TASK ITEM:
Copy out every line of the data that follows, exactly.
━━ MATERIAL PROVIDED
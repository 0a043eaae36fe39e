//! Session state store
//!
//! Survives reconnects. Only a READY dispatch sets the session id and only
//! an explicit reset clears it.

use crate::core::frame::ReadyPayload;
use serde_json::Value;

/// Identity captured from the READY dispatch
#[derive(Debug, Clone, Default, PartialEq)]
pub struct ReadyInfo {
    pub session_id: String,
    pub application_id: String,
    pub user: Value,
    pub resume_url: Option<String>,
}

/// Persistent session data
#[derive(Debug, Clone, Default, PartialEq)]
pub struct Session {
    pub session_id: Option<String>,
    /// Highest sequence number seen so far
    pub sequence: Option<u64>,
    /// Endpoint to reconnect to when resuming
    pub resume_url: Option<String>,
    pub application_id: Option<String>,
    pub user: Option<Value>,
}

impl Session {
    pub fn new() -> Self {
        Self::default()
    }

    /// Record a frame's sequence number if it moves the counter forward
    ///
    /// Returns true when the stored sequence changed.
    pub fn observe_sequence(&mut self, sequence: Option<u64>) -> bool {
        match (sequence, self.sequence) {
            (Some(seen), Some(current)) if seen <= current => false,
            (Some(seen), _) => {
                self.sequence = Some(seen);
                true
            }
            (None, _) => false,
        }
    }

    /// A session id is stored and non-empty
    pub fn can_resume(&self) -> bool {
        self.session_id.as_deref().is_some_and(|id| !id.is_empty())
    }

    /// Store the identity carried by READY
    pub fn capture_ready(&mut self, ready: &ReadyPayload) -> ReadyInfo {
        self.session_id = Some(ready.session_id.clone());
        self.resume_url = ready.resume_gateway_url.clone();
        self.application_id = Some(ready.application.id.clone());
        self.user = Some(ready.user.clone());

        ReadyInfo {
            session_id: ready.session_id.clone(),
            application_id: ready.application.id.clone(),
            user: ready.user.clone(),
            resume_url: ready.resume_gateway_url.clone(),
        }
    }

    /// Full reset: the next connection must identify from scratch
    pub fn clear(&mut self) {
        self.session_id = None;
        self.resume_url = None;
        self.sequence = None;
    }
}

#[cfg(test)]
mod tests {
    use super::*;
    use crate::core::frame::ReadyApplication;
    use serde_json::json;

    fn ready() -> ReadyPayload {
        ReadyPayload {
            session_id: "sess-1".into(),
            resume_gateway_url: Some("wss://resume.example".into()),
            application: ReadyApplication { id: "app-1".into() },
            user: json!({"id": "42", "username": "bot"}),
        }
    }

    #[test]
    fn test_sequence_is_max_seen_in_any_order() {
        let orders: [&[u64]; 4] = [&[1, 2, 3, 4], &[4, 3, 2, 1], &[2, 9, 3, 9, 5], &[7]];

        for order in orders {
            let mut session = Session::new();
            for &s in order {
                session.observe_sequence(Some(s));
            }
            assert_eq!(session.sequence, order.iter().copied().max());
        }
    }

    #[test]
    fn test_sequence_ignores_missing_and_stale() {
        let mut session = Session::new();
        assert!(!session.observe_sequence(None));
        assert!(session.observe_sequence(Some(0)));
        assert!(session.observe_sequence(Some(5)));
        assert!(!session.observe_sequence(Some(5)));
        assert!(!session.observe_sequence(Some(3)));
        assert!(!session.observe_sequence(None));
        assert_eq!(session.sequence, Some(5));
    }

    #[test]
    fn test_capture_ready() {
        let mut session = Session::new();
        let info = session.capture_ready(&ready());

        assert_eq!(session.session_id.as_deref(), Some("sess-1"));
        assert_eq!(session.application_id.as_deref(), Some("app-1"));
        assert_eq!(session.resume_url.as_deref(), Some("wss://resume.example"));
        assert_eq!(session.user, Some(json!({"id": "42", "username": "bot"})));
        assert_eq!(info.session_id, "sess-1");
        assert_eq!(info.application_id, "app-1");
        assert!(session.can_resume());
    }

    #[test]
    fn test_empty_session_id_cannot_resume() {
        let mut session = Session::new();
        assert!(!session.can_resume());
        session.session_id = Some(String::new());
        assert!(!session.can_resume());
    }

    #[test]
    fn test_clear_resets_resume_data_only() {
        let mut session = Session::new();
        session.capture_ready(&ready());
        session.observe_sequence(Some(10));

        session.clear();

        assert!(session.session_id.is_none());
        assert!(session.resume_url.is_none());
        assert!(session.sequence.is_none());
        assert_eq!(session.application_id.as_deref(), Some("app-1"));
    }
}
━━━━
EXERCISE RESULT:
repository 0a043eaae36fe39e
//! Session state store
//!
//! Survives reconnects. Only a READY dispatch sets the session id and only
//! an explicit reset clears it.

use crate::core::frame::ReadyPayload;
use serde_json::Value;

/// Identity captured from the READY dispatch
#[derive(Debug, Clone, Default, PartialEq)]
pub struct ReadyInfo {
    pub session_id: String,
    pub application_id: String,
    pub user: Value,
    pub resume_url: Option<String>,
}

/// Persistent session data
#[derive(Debug, Clone, Default, PartialEq)]
pub struct Session {
    pub session_id: Option<String>,
    /// Highest sequence number seen so far
    pub sequence: Option<u64>,
    /// Endpoint to reconnect to when resuming
    pub resume_url: Option<String>,
    pub application_id: Option<String>,
    pub user: Option<Value>,
}

impl Session {
    pub fn new() -> Self {
        Self::default()
    }

    /// Record a frame's sequence number if it moves the counter forward
    ///
    /// Returns true when the stored sequence changed.
    pub fn observe_sequence(&mut self, sequence: Option<u64>) -> bool {
        match (sequence, self.sequence) {
            (Some(seen), Some(current)) if seen <= current => false,
            (Some(seen), _) => {
                self.sequence = Some(seen);
                true
            }
            (None, _) => false,
        }
    }

    /// A session id is stored and non-empty
    pub fn can_resume(&self) -> bool {
        self.session_id.as_deref().is_some_and(|id| !id.is_empty())
    }

    /// Store the identity carried by READY
    pub fn capture_ready(&mut self, ready: &ReadyPayload) -> ReadyInfo {
        self.session_id = Some(ready.session_id.clone());
        self.resume_url = ready.resume_gateway_url.clone();
        self.application_id = Some(ready.application.id.clone());
        self.user = Some(ready.user.clone());

        ReadyInfo {
            session_id: ready.session_id.clone(),
            application_id: ready.application.id.clone(),
            user: ready.user.clone(),
            resume_url: ready.resume_gateway_url.clone(),
        }
    }

    /// Full reset: the next connection must identify from scratch
    pub fn clear(&mut self) {
        self.session_id = None;
        self.resume_url = None;
        self.sequence = None;
    }
}

#[cfg(test)]
mod tests {
    use super::*;
    use crate::core::frame::ReadyApplication;
    use serde_json::json;

    fn ready() -> ReadyPayload {
        ReadyPayload {
            session_id: "sess-1".into(),
            resume_gateway_url: Some("wss://resume.example".into()),
            application: ReadyApplication { id: "app-1".into() },
            user: json!({"id": "42", "username": "bot"}),
        }
    }

    #[test]
    fn test_sequence_is_max_seen_in_any_order() {
        let orders: [&[u64]; 4] = [&[1, 2, 3, 4], &[4, 3, 2, 1], &[2, 9, 3, 9, 5], &[7]];

        for order in orders {
            let mut session = Session::new();
            for &s in order {
                session.observe_sequence(Some(s));
            }
            assert_eq!(session.sequence, order.iter().copied().max());
        }
    }

    #[test]
    fn test_sequence_ignores_missing_and_stale() {
        let mut session = Session::new();
        assert!(!session.observe_sequence(None));
        assert!(session.observe_sequence(Some(0)));
        assert!(session.observe_sequence(Some(5)));
        assert!(!session.observe_sequence(Some(5)));
        assert!(!session.observe_sequence(Some(3)));
        assert!(!session.observe_sequence(None));
        assert_eq!(session.sequence, Some(5));
    }

    #[test]
    fn test_capture_ready() {
        let mut session = Session::new();
        let info = session.capture_ready(&ready());

        assert_eq!(session.session_id.as_deref(), Some("sess-1"));
        assert_eq!(session.application_id.as_deref(), Some("app-1"));
        assert_eq!(session.resume_url.as_deref(), Some("wss://resume.example"));
        assert_eq!(session.user, Some(json!({"id": "42", "username": "bot"})));
        assert_eq!(info.session_id, "sess-1");
        assert_eq!(info.application_id, "app-1");
        assert!(session.can_resume());
    }

    #[test]
    fn test_empty_session_id_cannot_resume() {
        let mut session = Session::new();
        assert!(!session.can_resume());
        session.session_id = Some(String::new());
        assert!(!session.can_resume());
    }

    #[test]
    fn test_clear_resets_resume_data_only() {
        let mut session = Session::new();
        session.capture_ready(&ready());
        session.observe_sequence(Some(10));

        session.clear();

        assert!(session.session_id.is_none());
        assert!(session.resume_url.is_none());
        assert!(session.sequence.is_none());
        assert_eq!(session.application_id.as_deref(), Some("app-1"));
    }
}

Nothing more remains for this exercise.